Clave privada
La clave privada es el código secreto que permite firmar transacciones y demostrar el control de los fondos guardados en una dirección de blockchain.
La clave privada es una cadena de caracteres secreta que permite firmar transacciones y demostrar el control sobre los fondos guardados en una dirección de blockchain.
Cada dirección se genera a partir de una clave privada mediante un proceso criptográfico que no se puede invertir: quien conoce la clave puede autorizar movimientos desde esa dirección, y quien no la conoce no puede hacerlo, sin importar cuánta información pública exista sobre la dirección. Por eso en criptomonedas se suele decir que "la clave es el fondo": no hay una entidad central que pueda restablecer el acceso si la clave se pierde, ni una forma de revertir una operación firmada con la clave de otra persona sin su consentimiento. Una billetera caliente o fría es, en la práctica, un sistema para guardar y usar esa clave con distintos niveles de exposición a internet.
Esta distinción importa al intercambiar criptomonedas porque la operación en sí no involucra la clave privada del servicio de intercambio: la persona usuaria solo indica una dirección de destino, y es la clave privada asociada a esa dirección —que el servicio nunca ve ni almacena— la que después permite mover esos fondos. Si esa dirección corresponde a una billetera cuya clave privada la persona no controla por completo (por ejemplo, una frase semilla compartida con otra persona o guardada en un dispositivo comprometido), cualquiera con acceso a la clave puede retirar los fondos recibidos, sin relación con si la cotización usada provino de un libro de órdenes o de una cotización directa. Este mismo hecho —que el servicio nunca controla la clave privada del destino— es lo que le permite operar sin custodiar fondos, y por eso una operación típica no dispara los requisitos de KYC/AML que sí aplican a un servicio que retiene saldos.
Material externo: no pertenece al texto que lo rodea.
//! Card state data structures
//!
//! Everything the token persists: keystring records, error counters, the
//! wrapped private keys, and the tag-addressed data objects. The whole
//! state serializes as one JSON document; byte fields are base64-encoded.

use serde::{Deserialize, Serialize};

use crate::crypto::{HashOperations, KEYSTRING_MD_SIZE};

use super::keys::{Credential, KeyPurpose, PrivateKeyRecord};

/// Serde helper: byte vectors as base64 strings
pub(crate) mod base64_bytes {
    use base64::{engine::general_purpose::STANDARD, Engine as _};
    use serde::{Deserialize, Deserializer, Serializer};

    pub fn serialize<S>(bytes: &Vec<u8>, serializer: S) -> Result<S::Ok, S::Error>
    where
        S: Serializer,
    {
        serializer.serialize_str(&STANDARD.encode(bytes))
    }

    pub fn deserialize<'de, D>(deserializer: D) -> Result<Vec<u8>, D::Error>
    where
        D: Deserializer<'de>,
    {
        let s: String = Deserialize::deserialize(deserializer)?;
        if s.is_empty() {
            return Ok(Vec::new());
        }
        STANDARD.decode(&s).map_err(serde::de::Error::custom)
    }
}

/// Serde helper: optional byte vectors as base64 strings
pub(crate) mod base64_bytes_opt {
    use base64::{engine::general_purpose::STANDARD, Engine as _};
    use serde::{Deserialize, Deserializer, Serializer};

    pub fn serialize<S>(bytes: &Option<Vec<u8>>, serializer: S) -> Result<S::Ok, S::Error>
    where
        S: Serializer,
    {
        match bytes {
            Some(b) => serializer.serialize_some(&STANDARD.encode(b)),
            None => serializer.serialize_none(),
        }
    }

    pub fn deserialize<'de, D>(deserializer: D) -> Result<Option<Vec<u8>>, D::Error>
    where
        D: Deserializer<'de>,
    {
        let s: Option<String> = Deserialize::deserialize(deserializer)?;
        match s {
            None => Ok(None),
            Some(s) => STANDARD
                .decode(&s)
                .map(Some)
                .map_err(serde::de::Error::custom),
        }
    }
}

/// Maximum wrong attempts before a credential locks
pub const PW_MAX_ERRORS: u8 = 3;

/// Factory-default PW1, assumed while no PW1 record is stored
pub const FACTORY_PW1: &[u8] = b"123456";

/// Factory-default PW3, assumed while no PW3 record is stored
pub const FACTORY_PW3: &[u8] = b"12345678";

/// A stored keystring: the SHA-1 digest of a password plus the original
/// password length. PW1 and RC persist both (a 21-byte record on the
/// wire); PW3 keeps the length only to locate the old/new split in
/// CHANGE REFERENCE DATA.
#[derive(Debug, Clone, Serialize, Deserialize, PartialEq, Eq)]
pub struct KeystringRecord {
    pub length: u8,
    #[serde(with = "base64_bytes")]
    pub digest: Vec<u8>,
}

impl KeystringRecord {
    /// Derive the record for a password
    pub fn derive(password: &[u8]) -> Self {
        Self {
            length: password.len() as u8,
            digest: HashOperations::keystring(password).to_vec(),
        }
    }

    /// Constant keystring view, as the wrap operations expect it. A
    /// digest of the wrong length (a hand-edited state file) is padded
    /// or truncated rather than trusted to be 20 bytes.
    pub fn keystring(&self) -> [u8; KEYSTRING_MD_SIZE] {
        let mut ks = [0u8; KEYSTRING_MD_SIZE];
        let n = self.digest.len().min(KEYSTRING_MD_SIZE);
        ks[..n].copy_from_slice(&self.digest[..n]);
        ks
    }

    pub fn matches(&self, password: &[u8]) -> bool {
        HashOperations::keystring(password)[..] == self.digest[..]
    }
}

/// Cardholder-related data objects
#[derive(Debug, Clone, Serialize, Deserialize, PartialEq, Eq, Default)]
pub struct CardholderData {
    pub name: String,
    pub language: String,
    pub sex: u8,
    pub login: String,
    pub url: String,
}

/// The complete persistent card state
#[derive(Debug, Clone, Serialize, Deserialize, PartialEq, Eq)]
pub struct CardState {
    /// Application Identifier; the first byte is the AID length
    #[serde(with = "base64_bytes")]
    pub aid: Vec<u8>,

    pub pw1: Option<KeystringRecord>,
    pub rc: Option<KeystringRecord>,
    pub pw3: Option<KeystringRecord>,

    pub pw1_errors: u8,
    pub rc_errors: u8,
    pub pw3_errors: u8,

    /// True when a PW1 verification stays valid for several PSO:CDS
    pub pw1_lifetime: bool,

    pub signature_counter: u32,

    pub key_sig: Option<PrivateKeyRecord>,
    pub key_dec: Option<PrivateKeyRecord>,
    pub key_aut: Option<PrivateKeyRecord>,

    pub cardholder: CardholderData,

    #[serde(with = "base64_bytes")]
    pub private_do_1: Vec<u8>,
    #[serde(with = "base64_bytes")]
    pub private_do_2: Vec<u8>,
    #[serde(with = "base64_bytes")]
    pub private_do_3: Vec<u8>,
    #[serde(with = "base64_bytes")]
    pub private_do_4: Vec<u8>,

    #[serde(with = "base64_bytes")]
    pub fingerprint_sig: Vec<u8>,
    #[serde(with = "base64_bytes")]
    pub fingerprint_dec: Vec<u8>,
    #[serde(with = "base64_bytes")]
    pub fingerprint_aut: Vec<u8>,
}

impl Default for CardState {
    fn default() -> Self {
        // RID D2 76 00 01 24 01, application version 2.0, test-range
        // manufacturer, serial 1
        let aid = vec![
            0x10, 0xD2, 0x76, 0x00, 0x01, 0x24, 0x01, 0x02, 0x00, 0xFF, 0xFE, 0x00, 0x00,
            0x00, 0x01, 0x00, 0x00,
        ];
        Self {
            aid,
            pw1: None,
            rc: None,
            pw3: None,
            pw1_errors: 0,
            rc_errors: 0,
            pw3_errors: 0,
            pw1_lifetime: false,
            signature_counter: 0,
            key_sig: None,
            key_dec: None,
            key_aut: None,
            cardholder: CardholderData::default(),
            private_do_1: Vec::new(),
            private_do_2: Vec::new(),
            private_do_3: Vec::new(),
            private_do_4: Vec::new(),
            fingerprint_sig: vec![0u8; 20],
            fingerprint_dec: vec![0u8; 20],
            fingerprint_aut: vec![0u8; 20],
        }
    }
}

impl CardState {
    /// The AID bytes without the leading length byte
    pub fn aid_bytes(&self) -> &[u8] {
        let len = self.aid.first().copied().unwrap_or(0) as usize;
        if 1 + len <= self.aid.len() {
            &self.aid[1..1 + len]
        } else {
            &self.aid[1..]
        }
    }

    pub fn key(&self, purpose: KeyPurpose) -> &Option<PrivateKeyRecord> {
        match purpose {
            KeyPurpose::Signing => &self.key_sig,
            KeyPurpose::Decryption => &self.key_dec,
            KeyPurpose::Authentication => &self.key_aut,
        }
    }

    pub fn key_mut(&mut self, purpose: KeyPurpose) -> &mut Option<PrivateKeyRecord> {
        match purpose {
            KeyPurpose::Signing => &mut self.key_sig,
            KeyPurpose::Decryption => &mut self.key_dec,
            KeyPurpose::Authentication => &mut self.key_aut,
        }
    }

    pub fn errors(&self, who: Credential) -> u8 {
        match who {
            Credential::User => self.pw1_errors,
            Credential::ResetCode => self.rc_errors,
            Credential::Admin => self.pw3_errors,
        }
    }

    pub fn increment_errors(&mut self, who: Credential) {
        let counter = match who {
            Credential::User => &mut self.pw1_errors,
            Credential::ResetCode => &mut self.rc_errors,
            Credential::Admin => &mut self.pw3_errors,
        };
        *counter = counter.saturating_add(1);
    }

    pub fn reset_errors(&mut self, who: Credential) {
        match who {
            Credential::User => self.pw1_errors = 0,
            Credential::ResetCode => self.rc_errors = 0,
            Credential::Admin => self.pw3_errors = 0,
        }
    }

    /// A credential is locked once its error counter reaches the
    /// maximum; a locked verify never consults the secret.
    pub fn locked(&self, who: Credential) -> bool {
        self.errors(who) >= PW_MAX_ERRORS
    }

    /// PW status bytes (DO 0xC4): lifetime flag, maximum lengths,
    /// remaining tries per credential
    pub fn pw_status_bytes(&self) -> Vec<u8> {
        vec![
            u8::from(self.pw1_lifetime),
            127,
            127,
            127,
            PW_MAX_ERRORS.saturating_sub(self.pw1_errors),
            if self.rc.is_some() {
                PW_MAX_ERRORS.saturating_sub(self.rc_errors)
            } else {
                0
            },
            PW_MAX_ERRORS.saturating_sub(self.pw3_errors),
        ]
    }

    /// Digital signature counter (DO 0x93), 3 bytes big-endian
    pub fn signature_counter_bytes(&self) -> Vec<u8> {
        let c = self.signature_counter;
        vec![(c >> 16) as u8, (c >> 8) as u8, c as u8]
    }

    /// All three key fingerprints concatenated (DO 0xC5)
    pub fn fingerprints(&self) -> Vec<u8> {
        let mut out = Vec::with_capacity(60);
        out.extend_from_slice(&self.fingerprint_sig);
        out.extend_from_slice(&self.fingerprint_dec);
        out.extend_from_slice(&self.fingerprint_aut);
        out
    }

    /// Total size in bytes of the data objects currently present, as
    /// reported in the SELECT-MF directory template
    pub fn do_bytes_total(&self) -> usize {
        let keystring = |r: &Option<KeystringRecord>| {
            r.as_ref().map_or(0, |k| 1 + k.digest.len())
        };
        let key = |r: &Option<PrivateKeyRecord>| {
            r.as_ref().map_or(0, |k| k.sealed.len() + k.public.len())
        };

        keystring(&self.pw1)
            + keystring(&self.rc)
            + keystring(&self.pw3)
            + key(&self.key_sig)
            + key(&self.key_dec)
            + key(&self.key_aut)
            + self.cardholder.name.len()
            + self.cardholder.language.len()
            + self.cardholder.login.len()
            + self.cardholder.url.len()
            + self.private_do_1.len()
            + self.private_do_2.len()
            + self.private_do_3.len()
            + self.private_do_4.len()
    }
}

#[cfg(test)]
mod tests {
    use super::*;

    #[test]
    fn test_keystring_record() {
        let record = KeystringRecord::derive(b"123456");
        assert_eq!(record.length, 6);
        assert_eq!(record.digest.len(), 20);
        assert!(record.matches(b"123456"));
        assert!(!record.matches(b"123457"));
    }

    #[test]
    fn test_factory_defaults() {
        let state = CardState::default();
        assert!(state.pw1.is_none());
        assert!(state.pw3.is_none());
        assert!(!state.pw1_lifetime);
        assert_eq!(state.signature_counter, 0);
        assert_eq!(state.aid_bytes().len(), 16);
        assert_eq!(&state.aid_bytes()[..6], &[0xD2, 0x76, 0x00, 0x01, 0x24, 0x01]);
    }

    #[test]
    fn test_lockout() {
        let mut state = CardState::default();
        assert!(!state.locked(Credential::User));
        for _ in 0..PW_MAX_ERRORS {
            state.increment_errors(Credential::User);
        }
        assert!(state.locked(Credential::User));
        assert!(!state.locked(Credential::Admin));
        state.reset_errors(Credential::User);
        assert!(!state.locked(Credential::User));
    }

    #[test]
    fn test_pw_status_bytes() {
        let mut state = CardState::default();
        let status = state.pw_status_bytes();
        assert_eq!(status[0], 0);
        assert_eq!(status[4], 3);
        assert_eq!(status[5], 0); // no reset code installed

        state.pw1_lifetime = true;
        state.increment_errors(Credential::User);
        state.rc = Some(KeystringRecord::derive(b"resetcode"));
        let status = state.pw_status_bytes();
        assert_eq!(status[0], 1);
        assert_eq!(status[4], 2);
        assert_eq!(status[5], 3);
    }

    #[test]
    fn test_signature_counter_bytes() {
        let mut state = CardState::default();
        state.signature_counter = 0x0102_03;
        assert_eq!(state.signature_counter_bytes(), vec![0x01, 0x02, 0x03]);
    }

    #[test]
    fn test_do_bytes_total_grows() {
        let mut state = CardState::default();
        let before = state.do_bytes_total();
        state.pw1 = Some(KeystringRecord::derive(b"123456"));
        state.cardholder.name = "Doe<<John".to_string();
        assert_eq!(state.do_bytes_total(), before + 21 + 9);
    }

    #[test]
    fn test_json_roundtrip() {
        let mut state = CardState::default();
        state.pw1 = Some(KeystringRecord::derive(b"123456"));
        state.private_do_2 = vec![0xDE, 0xAD];
        state.signature_counter = 7;

        let json = serde_json::to_string(&state).unwrap();
        let back: CardState = serde_json::from_str(&json).unwrap();
        assert_eq!(back, state);
    }
}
Por ejemplo, al completar un cambio de BTC a ETH en Zest, la persona usuaria pega o escanea la dirección de la billetera de Ethereum donde quiere recibir los fondos. Zest procesa la operación y envía el ETH a esa dirección; a partir de ese momento, solo quien controle la clave privada correspondiente puede mover ese ETH. El servicio de intercambio no guarda copia de esa clave ni puede recuperarla en nombre de la persona usuaria, así que verificar que la dirección introducida pertenece a una billetera cuya clave se controla por completo es tan importante como revisar el importe o la red antes de confirmar.
Guardar una clave privada —o la frase semilla que la genera— en un lugar seguro y fuera de línea reduce el riesgo de que un tercero la obtenga. Ninguna plataforma legítima solicita la clave privada de una persona usuaria para completar una operación; pedirla es una señal habitual de fraude.